Once in a while, you see stories about some undiscovered talents on the news. They touch your heart because there is the element of sympathy: you are sympathetic because it seems that the world has missed out on something for a long time, and you try to comprehend the reason of the world’s indifference; and more importantly, you are sympathetic because you realise, in no time, you are standing in the shoes of the subject in the news – you are, coincidentally and obviously, the victim of another brutal talent un-discovery. You find a sense of consolation reading those stories, or, to put it more bluntly, a sense of relief – for knowing that your talent may be discovered someday.

Searching for the Sugar Man is not one of those stories. This story not only touches your heart or exploits your sympathy, but it also inspires.

The story started with the quest of a Rodriguez’s fan to track down his idol’s whereabouts. “Every obstacle during the search has been an inspiration,” he declared. It took him years and, I assume, a dozens of inspiration for him to finally locate the most popular yet mysteriously American singer in South Africa. To his surprise, Rodriguez knew nothing about his popularity nor his obscure role in ending the Apartheid in South Africa.

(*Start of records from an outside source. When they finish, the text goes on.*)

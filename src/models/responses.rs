//! Response DTOs for the diagnostics API
//!
//! Defines the structure of outgoing HTTP response bodies.

use serde::Serialize;
use uuid::Uuid;

use crate::cache::CacheStats;
use crate::codec::DynamicValue;

/// Response body for the GET operation (GET /get/:key)
#[derive(Debug, Clone, Serialize)]
pub struct GetResponse {
    /// The requested key
    pub key: String,
    /// The stored value, decoded generically
    pub value: DynamicValue,
}

impl GetResponse {
    pub fn new(key: impl Into<String>, value: DynamicValue) -> Self {
        Self {
            key: key.into(),
            value,
        }
    }
}

/// Response body for the SET operation (PUT /set)
#[derive(Debug, Clone, Serialize)]
pub struct SetResponse {
    /// Success message
    pub message: String,
    /// The key that was set
    pub key: String,
}

impl SetResponse {
    pub fn new(key: impl Into<String>) -> Self {
        let key = key.into();
        Self {
            message: format!("Key '{}' set successfully", key),
            key,
        }
    }
}

/// Response body for the DELETE operation (DELETE /del/:key)
#[derive(Debug, Clone, Serialize)]
pub struct DeleteResponse {
    /// Success message
    pub message: String,
    /// The key that was removed
    pub key: String,
    /// Whether this node held the key
    pub removed: bool,
}

impl DeleteResponse {
    pub fn new(key: impl Into<String>, removed: bool) -> Self {
        let key = key.into();
        Self {
            message: format!("Key '{}' invalidated", key),
            key,
            removed,
        }
    }
}

/// Response body for the purge endpoint (POST /purge)
#[derive(Debug, Clone, Serialize)]
pub struct PurgeResponse {
    pub message: String,
}

impl PurgeResponse {
    pub fn new() -> Self {
        Self {
            message: "Cache purged".to_string(),
        }
    }
}

impl Default for PurgeResponse {
    fn default() -> Self {
        Self::new()
    }
}

/// Response body for the keys endpoint (GET /keys)
///
/// Keys are listed from least to most recently used.
#[derive(Debug, Clone, Serialize)]
pub struct KeysResponse {
    pub count: usize,
    pub keys: Vec<String>,
}

impl KeysResponse {
    pub fn new(keys: Vec<String>) -> Self {
        Self {
            count: keys.len(),
            keys,
        }
    }
}

/// Response body for the stats endpoint (GET /stats)
#[derive(Debug, Clone, Serialize)]
pub struct StatsResponse {
    /// Number of cache hits
    pub hits: u64,
    /// Number of cache misses
    pub misses: u64,
    /// Number of capacity evictions
    pub evictions: u64,
    /// Number of TTL removals
    pub expirations: u64,
    /// Entries currently held
    pub total_entries: usize,
    /// Hit rate (hits / (hits + misses))
    pub hit_rate: f64,
}

impl From<CacheStats> for StatsResponse {
    fn from(stats: CacheStats) -> Self {
        Self {
            hit_rate: stats.hit_rate(),
            hits: stats.hits,
            misses: stats.misses,
            evictions: stats.evictions,
            expirations: stats.expirations,
            total_entries: stats.total_entries,
        }
    }
}

/// Response body for the health endpoint (GET /health)
#[derive(Debug, Clone, Serialize)]
pub struct HealthResponse {
    /// Health status (e.g., "healthy")
    pub status: String,
    /// Current timestamp in ISO 8601 format
    pub timestamp: String,
    /// Invalidation node id, absent when cluster invalidation is disabled
    #[serde(skip_serializing_if = "Option::is_none")]
    pub node_id: Option<Uuid>,
}

impl HealthResponse {
    /// Creates a new HealthResponse with current timestamp
    pub fn healthy(node_id: Option<Uuid>) -> Self {
        Self {
            status: "healthy".to_string(),
            timestamp: chrono::Utc::now().to_rfc3339(),
            node_id,
        }
    }
}

/// Error response body for all error conditions
#[derive(Debug, Clone, Serialize)]
pub struct ErrorResponse {
    /// Error message describing what went wrong
    pub error: String,
}

impl ErrorResponse {
    pub fn new(error: impl Into<String>) -> Self {
        Self {
            error: error.into(),
        }
    }
}
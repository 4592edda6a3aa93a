//! Request and Response models for the diagnostics API
//!
//! This module defines the DTOs (Data Transfer Objects) used for
//! serializing/deserializing HTTP request and response bodies.

pub mod requests;
pub mod responses;

// Re-export commonly used types
pub use requests::{validate_key, SetRequest, MAX_KEY_LENGTH};
pub use responses::{
    DeleteResponse, ErrorResponse, GetResponse, HealthResponse, KeysResponse, PurgeResponse,
    SetResponse, StatsResponse,
};
//! TTL Sweep Task
//!
//! Background task that periodically removes expired cache entries.
//! Lookups already treat expired entries as absent; the sweep only bounds how
//! long they keep occupying memory.

use std::time::Duration;

use tokio::task::JoinHandle;
use tracing::{debug, info};

use crate::cache::Cache;
use crate::codec::ValueCodec;

/// Spawns a background task that periodically cleans up expired cache entries.
///
/// The sweep goes through the same lock as foreground calls, one pass per
/// interval.
///
/// # Returns
/// A JoinHandle for the spawned task, which can be used to abort the task
/// during graceful shutdown.
///
/// # Example
/// ```ignore
/// let cache = Cache::new(CacheConfig::new(1000))?;
/// let cleanup_handle = spawn_cleanup_task(cache.clone(), Duration::from_secs(1));
/// // Later, during shutdown:
/// cleanup_handle.abort();
/// ```
pub fn spawn_cleanup_task<C: ValueCodec>(cache: Cache<C>, interval: Duration) -> JoinHandle<()> {
    tokio::spawn(async move {
        info!(
            interval_ms = interval.as_millis() as u64,
            "Starting TTL sweep task"
        );

        loop {
            tokio::time::sleep(interval).await;

            let removed = cache.purge_expired();

            if removed > 0 {
                info!("TTL sweep: removed {} expired entries", removed);
            } else {
                debug!("TTL sweep: no expired entries found");
            }
        }
    })
}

To say Rodriguez is a man of modest means would be an outrageous understatement to his humility. He did not seem to be excited, or even interested, when he learnt about his bigger-than-elvis identity in South Africa. When asked about whether he regretted not knowing about that identity earlier by the Director, Mr. Rodriguez found no words for the answer. He didn’t seem to have thought about this very idea or the word “regret” at all. His lack of response renders the rationale (“well, you could have been a superstar”) behind the Director’s question out of place, and, almost offensive.

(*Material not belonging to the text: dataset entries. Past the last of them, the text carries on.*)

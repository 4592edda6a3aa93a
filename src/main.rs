//! Cluster Cache - diagnostics node
//!
//! Runs one cache instance with its TTL sweep, cluster invalidation wiring
//! and the diagnostics HTTP API.

use std::net::SocketAddr;
use std::sync::Arc;
use std::time::Duration;

use anyhow::Context;
use tokio::signal;
use tokio::task::JoinHandle;
use tracing::{info, warn};
use tracing_subscriber::{layer::SubscriberExt, util::SubscriberInitExt};

use cluster_cache::api::create_router;
use cluster_cache::{
    spawn_cleanup_task, spawn_invalidation_listener, AppState, BroadcastBus, Cache, ServerConfig,
};

/// Main entry point for a cache node.
///
/// # Startup Sequence
/// 1. Initialize tracing subscriber for logging
/// 2. Load configuration from environment variables
/// 3. Create the cache, on an in-process invalidation bus if a channel is set
/// 4. Start background TTL sweep (and invalidation listener)
/// 5. Serve the diagnostics API until SIGINT/SIGTERM
#[tokio::main]
async fn main() -> anyhow::Result<()> {
    // Defaults to "info" level, can be overridden with RUST_LOG env var
    tracing_subscriber::registry()
        .with(
            tracing_subscriber::EnvFilter::try_from_default_env()
                .unwrap_or_else(|_| "cluster_cache=info,tower_http=info".into()),
        )
        .with(tracing_subscriber::fmt::layer())
        .init();

    info!("Starting cluster cache node");

    let config = ServerConfig::from_env();
    info!(
        "Configuration loaded: capacity={}, default_expiry={}s, channel='{}', port={}, sweep_interval={}s",
        config.cache.capacity,
        config.cache.default_expiry.as_secs(),
        config.cache.invalidation_channel,
        config.server_port,
        config.sweep_interval
    );

    let mut background: Vec<JoinHandle<()>> = Vec::new();

    let cache = if config.cache.invalidation_enabled() {
        let bus = BroadcastBus::default();
        let cache = Cache::with_transport(config.cache.clone(), Arc::new(bus.clone()))
            .context("invalid cache configuration")?;
        background.push(spawn_invalidation_listener(cache.clone(), bus.subscribe()));
        cache
    } else {
        Cache::new(config.cache.clone()).context("invalid cache configuration")?
    };

    background.push(spawn_cleanup_task(
        cache.clone(),
        Duration::from_secs(config.sweep_interval.max(1)),
    ));
    info!("Background tasks started");

    let app = create_router(AppState::new(cache));

    let addr = SocketAddr::from(([0, 0, 0, 0], config.server_port));
    let listener = tokio::net::TcpListener::bind(addr)
        .await
        .with_context(|| format!("failed to bind {addr}"))?;
    info!("Server listening on http://{}", addr);

    axum::serve(listener, app)
        .with_graceful_shutdown(shutdown_signal(background))
        .await
        .context("server error")?;

    info!("Server shutdown complete");
    Ok(())
}

/// Waits for shutdown signal (Ctrl+C or SIGTERM), then aborts background tasks.
async fn shutdown_signal(background: Vec<JoinHandle<()>>) {
    let ctrl_c = async {
        if let Err(e) = signal::ctrl_c().await {
            warn!("Failed to listen for Ctrl+C: {}", e);
            std::future::pending::<()>().await;
        }
    };

    #[cfg(unix)]
    let terminate = async {
        match signal::unix::signal(signal::unix::SignalKind::terminate()) {
            Ok(mut sigterm) => {
                sigterm.recv().await;
            }
            Err(e) => {
                warn!("Failed to install SIGTERM handler: {}", e);
                std::future::pending::<()>().await;
            }
        }
    };

    #[cfg(not(unix))]
    let terminate = std::future::pending::<()>();

    tokio::select! {
        _ = ctrl_c => {
            info!("Received Ctrl+C, initiating shutdown...");
        }
        _ = terminate => {
            info!("Received SIGTERM, initiating shutdown...");
        }
    }

    for handle in background {
        handle.abort();
    }
    warn!("Background tasks aborted");
}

If life is a story, the story always has a narrative demanding us to be talented, ambitious or famous. To Rodriguez, that narrative did not matter. He didn’t seem to have thought about himself being talented when he wrote those songs, nor thought about being ambitious when he did those hard-labour construction jobs, nor thought about being famous when he ran for city council. To Rodriguez, what matters is: he loves what he is doing.

The newspaper declares Rodriguez a hero (and a zero).

The newspaper declares Rodriguez a hero (and a zero).

When we love what we do and we do it only because we love it, we could achieve a state of serenity, very much like the state Rodriguez was in as he took stage for the first time in South Africa, and probably first time ever. When you do something only out of love, these things usually don’t come into your mind: fame , shame, success, failure, glory… well, you get the idea. That’s how you don’t get butterflies in your stomach when you got thousands of fans cheering at your debut concert.

So, can I also escape the usual narrative of life and do the things I love? Maybe. In the world we live in today, it takes courage to take a stance against or ignore (in Rodriguez’s case) and do the things we love. But I guess the takeaway from Rodriguez’s story is that, if we can be authentic and persistent about the things we love, someday, you’ll be home – the place where you feel most comfortable about.

There is a long way to go.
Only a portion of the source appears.